There are more than a few Irish fans with sweat beads collecting as they think about reserve center Mike Golic, battling a physically impressive set of Seminole defensive tackles, led by true freshman Timmy Jernigan. Subbing in for injured senior Braxston Cave, Golic has held his own at the point of attack, but the offensive line — once the strength of the offense — saw its play slip in the closing month of the season, and the unit was overwhelmed for much of the first half against Stanford, when the Cardinal front seven shut down the Irish offense. But if a veteran like Golic, a fourth year player battling a talented freshman has you worried, you haven’t taken a look at what the Seminoles are running out there.
Put quite simply, it’s been one of those years for the Seminoles, who have been decimated by injuries on the offensive line. While Cave’s injury has been the only setback for Ed Warinner‘s troops, Florida State might be started four freshman along the front line, a challenge for any offense, even if Jimbo Fisher and the Seminoles coaching staff has had a month to work with the youngers.

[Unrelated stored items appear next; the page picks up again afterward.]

struct TestContext {
    backend: &'static str,
    engine: Engine<Box<dyn Storage>>,
    _db_dir: Option<tempfile::TempDir>,
}

impl TestContext {
    fn memory() -> Self {
        let store = MemoryStore::new();
        fixture::load(&store).unwrap();
        let storage: Box<dyn Storage> = Box::new(store);
        Self {
            backend: "memory",
            engine: Engine::new(discovery::catalog().unwrap(), storage),
            _db_dir: None,
        }
    }

    fn sqlite() -> Self {
        let dir = tempfile::tempdir().unwrap();
        let store = SqliteStore::open(dir.path().join("discovery.db")).unwrap();
        fixture::load(&store).unwrap();
        let storage: Box<dyn Storage> = Box::new(store);
        Self {
            backend: "sqlite",
            engine: Engine::new(discovery::catalog().unwrap(), storage),
            _db_dir: Some(dir),
        }
    }

    fn all() -> Vec<Self> {
        vec![Self::memory(), Self::sqlite()]
    }

    fn get(&self, entity: &str, raw: Json) -> GetResult {
        self.get_as(entity, raw, &CallerContext::admin(1))
    }

    fn get_as(&self, entity: &str, raw: Json, caller: &CallerContext) -> GetResult {
        self.engine
            .get_json(entity, &raw, caller)
            .unwrap_or_else(|err| panic!("[{}] get {entity} failed: {err}", self.backend))
    }
}

fn int(entity: &Entity, field: &str) -> i64 {
    entity
        .value(field)
        .and_then(Value::as_i64)
        .unwrap_or_else(|| panic!("missing integer field {field} in {entity:?}"))
}

fn list(result: &GetResult) -> &[Entity] {
    result
        .as_list()
        .unwrap_or_else(|| panic!("expected a list, got {result:?}"))
}

fn ids(result: &GetResult, pk: &str) -> Vec<i64> {
    list(result).iter().map(|e| int(e, pk)).collect()
}
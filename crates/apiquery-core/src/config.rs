//! Engine configuration.

/// Default maximum nesting of related-object selects.
pub const DEFAULT_MAX_RELATION_DEPTH: usize = 5;

/// Engine configuration.
#[derive(Debug, Clone, PartialEq, Eq)]
pub struct EngineConfig {
    /// Maximum nesting of related-object selects. Deeper option trees are
    /// rejected as invalid options.
    pub max_relation_depth: usize,

    /// Row limit applied when the caller supplies none. A caller limit is
    /// always used verbatim.
    pub row_ceiling: Option<u64>,

    /// Case rule for search when the caller does not set one.
    pub search_case_sensitive: bool,
}

impl EngineConfig {
    /// Create a configuration with default settings.
    pub fn new() -> Self {
        Self {
            max_relation_depth: DEFAULT_MAX_RELATION_DEPTH,
            row_ceiling: None,
            search_case_sensitive: false,
        }
    }

    /// Set the maximum relation nesting depth.
    pub fn with_max_relation_depth(mut self, depth: usize) -> Self {
        self.max_relation_depth = depth;
        self
    }

    /// Set the row ceiling used when no limit is supplied.
    pub fn with_row_ceiling(mut self, ceiling: u64) -> Self {
        self.row_ceiling = Some(ceiling);
        self
    }

    /// Make search case-sensitive by default.
    pub fn with_case_sensitive_search(mut self) -> Self {
        self.search_case_sensitive = true;
        self
    }
}

impl Default for EngineConfig {
    fn default() -> Self {
        Self::new()
    }
}
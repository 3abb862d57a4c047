//! Core error types.

use thiserror::Error;

use crate::storage::StorageError;

/// Engine errors.
#[derive(Debug, Error)]
pub enum Error {
    /// Unknown option key, unknown field, malformed filter shape or unknown
    /// sort field.
    #[error("invalid option '{option}': {reason}")]
    InvalidOption {
        /// The offending option or field name.
        option: String,
        /// What is wrong with it.
        reason: String,
    },

    /// The caller may not perform a mutating operation.
    #[error("permission denied: {0}")]
    PermissionDenied(String),

    /// Backend failure.
    #[error("storage error: {0}")]
    Storage(#[from] StorageError),

    /// No descriptor is registered under this name.
    #[error("unknown entity: {0}")]
    UnknownEntity(String),
}

impl Error {
    /// Build an `InvalidOption` error.
    pub fn invalid_option(option: impl Into<String>, reason: impl Into<String>) -> Self {
        Error::InvalidOption {
            option: option.into(),
            reason: reason.into(),
        }
    }
}

/// Result type for engine operations.
pub type Result<T> = std::result::Result<T, Error>;

#[cfg(test)]
mod tests {
    use super::*;

    #[test]
    fn test_error_display() {
        let err = Error::invalid_option("sortfield", "unknown sort field 'dns'");
        assert_eq!(
            err.to_string(),
            "invalid option 'sortfield': unknown sort field 'dns'"
        );

        let err = Error::PermissionDenied("no access to dservice".into());
        assert!(err.to_string().contains("dservice"));
    }
}
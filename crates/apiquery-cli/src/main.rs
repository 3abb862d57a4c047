//! apiquery Command-Line Client
//!
//! Runs one `get` against a SQLite database, or against an in-memory demo
//! database seeded with the discovery sample data, and prints the result.

mod formatter;

use std::path::PathBuf;

use apiquery_core::discovery::{self, fixture};
use apiquery_core::{CallerContext, Engine, EngineConfig, SqliteStore, UserRole};
use clap::Parser;
use formatter::OutputFormat;
use tracing::info;

/// apiquery Command-Line Client
#[derive(Parser, Debug)]
#[command(name = "apiquery")]
#[command(version, about = "Run entity get requests against a discovery database")]
pub struct Args {
    /// Entity to query (e.g. dservice, drule, host)
    #[arg(short = 'e', long)]
    pub entity: String,

    /// Options as a JSON object
    #[arg(short = 'o', long, conflicts_with = "file")]
    pub options: Option<String>,

    /// Read the options object from a file
    #[arg(short = 'f', long)]
    pub file: Option<PathBuf>,

    /// SQLite database file
    #[arg(long, required_unless_present = "demo")]
    pub db: Option<PathBuf>,

    /// Seed the discovery sample data (in memory unless --db is given, skipped
    /// when the database already holds it)
    #[arg(long)]
    pub demo: bool,

    /// Role of the calling user
    #[arg(long, default_value = "admin")]
    pub role: UserRole,

    /// Id of the calling user
    #[arg(long, default_value_t = 1)]
    pub user_id: i64,

    /// Output format
    #[arg(long, default_value = "json", value_enum)]
    pub format: OutputFormat,

    /// Maximum nesting of related-object selects
    #[arg(long, default_value_t = apiquery_core::config::DEFAULT_MAX_RELATION_DEPTH)]
    pub max_relation_depth: usize,

    /// Row limit applied when the options set none
    #[arg(long)]
    pub row_ceiling: Option<u64>,

    /// Make search case-sensitive unless the options say otherwise
    #[arg(long)]
    pub case_sensitive_search: bool,
}

impl Args {
    fn engine_config(&self) -> EngineConfig {
        let mut config = EngineConfig::new().with_max_relation_depth(self.max_relation_depth);
        if let Some(ceiling) = self.row_ceiling {
            config = config.with_row_ceiling(ceiling);
        }
        if self.case_sensitive_search {
            config = config.with_case_sensitive_search();
        }
        config
    }

    fn raw_options(&self) -> Result<serde_json::Value, Box<dyn std::error::Error>> {
        let text = match (&self.options, &self.file) {
            (Some(options), _) => options.clone(),
            (None, Some(file)) => std::fs::read_to_string(file)?,
            (None, None) => return Ok(serde_json::Value::Null),
        };
        Ok(serde_json::from_str(&text)?)
    }
}

fn main() {
    // Initialize tracing
    tracing_subscriber::fmt()
        .with_env_filter(
            tracing_subscriber::EnvFilter::try_from_default_env()
                .unwrap_or_else(|_| tracing_subscriber::EnvFilter::new("apiquery=info")),
        )
        .with_writer(std::io::stderr)
        .init();

    let args = Args::parse();
    let formatter = formatter::create_formatter(args.format);

    match run(&args) {
        Ok(output) => println!("{}", output),
        Err(e) => {
            eprintln!("{}", formatter.format_error(&e.to_string()));
            std::process::exit(1);
        }
    }
}

/// Execute the request and return the formatted result.
fn run(args: &Args) -> Result<String, Box<dyn std::error::Error>> {
    let raw = args.raw_options()?;

    let store = match &args.db {
        Some(path) => SqliteStore::open(path)?,
        None => SqliteStore::open_in_memory()?,
    };
    if args.demo {
        if store.has_rows("dservices")? {
            info!("database already holds discovery data, skipping demo seed");
        } else {
            fixture::load(&store)?;
        }
    }

    let engine = Engine::new(discovery::catalog()?, store).with_config(args.engine_config());
    let caller = CallerContext::new(args.user_id, args.role);
    info!(entity = %args.entity, role = %caller.role, "running get");

    let result = engine.get_json(&args.entity, &raw, &caller)?;
    Ok(formatter::create_formatter(args.format).format_result(&result))
}
//! Caller identity.

use super::role::UserRole;

/// The identity a request runs under.
#[derive(Debug, Clone, Copy, PartialEq, Eq)]
pub struct CallerContext {
    /// User id.
    pub user_id: i64,
    /// User role.
    pub role: UserRole,
}

impl CallerContext {
    /// Create a caller context.
    pub fn new(user_id: i64, role: UserRole) -> Self {
        Self { user_id, role }
    }

    /// A regular user.
    pub fn user(user_id: i64) -> Self {
        Self::new(user_id, UserRole::User)
    }

    /// An administrator.
    pub fn admin(user_id: i64) -> Self {
        Self::new(user_id, UserRole::Admin)
    }

    /// A super administrator.
    pub fn super_admin(user_id: i64) -> Self {
        Self::new(user_id, UserRole::SuperAdmin)
    }

    /// Check if the caller has at least the given role.
    pub fn has_role(&self, required: UserRole) -> bool {
        self.role >= required
    }
}
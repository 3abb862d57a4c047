//! Output formatters for `get` results.

use apiquery_proto::{Entity, FieldValue, GetResult, Value, ROWS_COUNT};
use clap::ValueEnum;
use comfy_table::{Cell, Table};

/// Output format for results.
#[derive(Debug, Clone, Copy, PartialEq, Eq, ValueEnum)]
pub enum OutputFormat {
    /// Pretty-printed JSON, shaped like the API response
    Json,
    /// ASCII table format
    Table,
}

impl std::fmt::Display for OutputFormat {
    fn fmt(&self, f: &mut std::fmt::Formatter<'_>) -> std::fmt::Result {
        match self {
            OutputFormat::Json => write!(f, "json"),
            OutputFormat::Table => write!(f, "table"),
        }
    }
}

/// Trait for formatting output.
pub trait Formatter {
    /// Format a `get` result.
    fn format_result(&self, result: &GetResult) -> String;

    /// Format an error message.
    fn format_error(&self, error: &str) -> String;
}

/// Create a formatter for the given output format.
pub fn create_formatter(format: OutputFormat) -> Box<dyn Formatter> {
    match format {
        OutputFormat::Json => Box::new(JsonFormatter),
        OutputFormat::Table => Box::new(TableFormatter),
    }
}

/// JSON formatter.
pub struct JsonFormatter;

impl Formatter for JsonFormatter {
    fn format_result(&self, result: &GetResult) -> String {
        result
            .to_json()
            .and_then(|json| serde_json::to_string_pretty(&json))
            .unwrap_or_else(|e| self.format_error(&e.to_string()))
    }

    fn format_error(&self, error: &str) -> String {
        serde_json::json!({ "error": error }).to_string()
    }
}

/// Table formatter using comfy-table.
pub struct TableFormatter;

impl Formatter for TableFormatter {
    fn format_result(&self, result: &GetResult) -> String {
        match result {
            GetResult::Count(count) => {
                let mut table = Table::new();
                table.set_header(vec![ROWS_COUNT]);
                table.add_row(vec![count.to_string()]);
                table.to_string()
            }
            GetResult::GroupCounts(groups) => {
                let Some(first) = groups.first() else {
                    return "No results".to_string();
                };
                let mut headers: Vec<&str> = first.group.keys().map(String::as_str).collect();
                headers.push(ROWS_COUNT);

                let mut table = Table::new();
                table.set_header(headers);
                for group in groups {
                    let mut cells: Vec<Cell> =
                        group.group.values().map(|v| Cell::new(format_value(v))).collect();
                    cells.push(Cell::new(group.count));
                    table.add_row(cells);
                }
                format!("{}\n{} group(s)", table, groups.len())
            }
            GetResult::Map(map) => {
                format_entities(&map.iter().map(|(_, entity)| entity).collect::<Vec<_>>())
            }
            GetResult::List(list) => format_entities(&list.iter().collect::<Vec<_>>()),
        }
    }

    fn format_error(&self, error: &str) -> String {
        format!("Error: {}", error)
    }
}

/// Format entities as a table; columns are the union of field names in
/// first-seen order.
fn format_entities(entities: &[&Entity]) -> String {
    let mut columns: Vec<&str> = Vec::new();
    for entity in entities {
        for name in entity.field_names() {
            if !columns.contains(&name) {
                columns.push(name);
            }
        }
    }
    if columns.is_empty() {
        return "No results".to_string();
    }

    let mut table = Table::new();
    table.set_header(columns.clone());
    for entity in entities {
        let cells: Vec<Cell> = columns
            .iter()
            .map(|name| Cell::new(entity.get(name).map(format_field).unwrap_or_default()))
            .collect();
        table.add_row(cells);
    }
    format!("{}\n{} row(s)", table, entities.len())
}

fn format_field(field: &FieldValue) -> String {
    match field {
        FieldValue::Value(value) => format_value(value),
        FieldValue::Count(count) => count.to_string(),
        FieldValue::List(items) => format!("[{} object(s)]", items.len()),
    }
}

/// Format a Value as a display string.
fn format_value(value: &Value) -> String {
    match value {
        Value::Null => "NULL".to_string(),
        other => other.to_string(),
    }
}
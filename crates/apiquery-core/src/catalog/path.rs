//! Column references and join hops shared by id filters, relation paths
//! and query plans.

use std::fmt;

/// A column qualified by a table alias.
#[derive(Debug, Clone, PartialEq, Eq, Hash)]
pub struct ColumnRef {
    /// Table alias.
    pub alias: String,
    /// Column name.
    pub column: String,
}

impl ColumnRef {
    /// Create a column reference.
    pub fn new(alias: impl Into<String>, column: impl Into<String>) -> Self {
        Self {
            alias: alias.into(),
            column: column.into(),
        }
    }
}

impl fmt::Display for ColumnRef {
    fn fmt(&self, f: &mut fmt::Formatter<'_>) -> fmt::Result {
        write!(f, "{}.{}", self.alias, self.column)
    }
}

/// A join condition between two columns.
#[derive(Debug, Clone, PartialEq, Eq)]
pub enum JoinCondition {
    /// Plain equality; NULL never matches.
    Eq(ColumnRef, ColumnRef),
    /// Equality where NULL matches NULL.
    NullSafeEq(ColumnRef, ColumnRef),
}

/// One inner-join hop.
#[derive(Debug, Clone, PartialEq, Eq)]
pub struct Join {
    /// Joined table.
    pub table: String,
    /// Alias of the joined table.
    pub alias: String,
    /// Conditions, AND-ed.
    pub on: Vec<JoinCondition>,
    /// At most one joined row matches each left row.
    pub unique: bool,
}

impl Join {
    /// A hop that matches at most one row per left row (joining on the
    /// joined table's primary key).
    pub fn to_one(table: impl Into<String>, alias: impl Into<String>) -> Self {
        Self {
            table: table.into(),
            alias: alias.into(),
            on: Vec::new(),
            unique: true,
        }
    }

    /// A hop that can match many rows per left row.
    pub fn to_many(table: impl Into<String>, alias: impl Into<String>) -> Self {
        Self {
            unique: false,
            ..Self::to_one(table, alias)
        }
    }

    /// Add an equality condition.
    pub fn on_eq(mut self, left: ColumnRef, right: ColumnRef) -> Self {
        self.on.push(JoinCondition::Eq(left, right));
        self
    }

    /// Add a NULL-safe equality condition.
    pub fn on_null_safe_eq(mut self, left: ColumnRef, right: ColumnRef) -> Self {
        self.on.push(JoinCondition::NullSafeEq(left, right));
        self
    }
}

“I’ve never been through injuries like we’ve been through this year,” Fisher said. “But in the end, it gave a lot of young guys time to develop and play. Hopefully we’ll play well in the game.”
Senior Zebrie Sanders will man the left tackle position, finishing an All-ACC career with a successful transition to the blind side after starting much of his first three seasons at right tackle. After that, it’ll be a youth movement for the Seminoles, with freshmen left guard Josue Matias, center Austin Barron, right guard Tre’ Jackson and right tackle Bobby Hart all being thrown into the fire. At this time last year, all four were just wrapping up high school careers. Now they’ll be tasked with blocking Ethan Johnson, Louis Nix, Sean Cwynar, Aaron Lynch, and Stephon Tuitt. It’s a match-up that should skew heavily in the Irish’s favor on paper. But physically, Fisher says the group looks the part.
“They’re doing well. You saw us when we were doing good on good,” Fisher said. “I mean their size. You’re talking about Matias at 325, Tre’ at 325, Barron at 300, Bobby Hart at 310, 315. That size and girth makes a big difference. I’m very pleased with their progress and what they’re doing.”
It’s hard enough to judge offensive line play by watching television broadcasts, but from a recruiting perspective, Hart was the highest profile player of the group, with the St. Thomas Aquinas product rated among the top 100 players in the country. His high school teammate at the Fort Lauderdale powerhouse, Barron is stepping in at center over sophomore starter Bryan Stork, where he’s started two games. Jackson had offers from Alabama and Georgia, while Matias was one of the top players in New Jersey last year with offers from North Carolina, Florida, and Wisconsin.
Even though the Seminoles won six of their last seven games, they never truly got their offense rolling, putting up more than 400 yards only once in that stretch. With the Irish defense one of the stingier units this group has faced this year, it’ll be up to the Seminoles offensive line, green as it may be, to win the battle at the line of scrimmage if Florida State wants to move the ball effectively.
Sure, Irish fans have a right to be worried about how the Irish front five will handle a Seminoles defensive line among the best in the country. But the feeling will likely be mutual.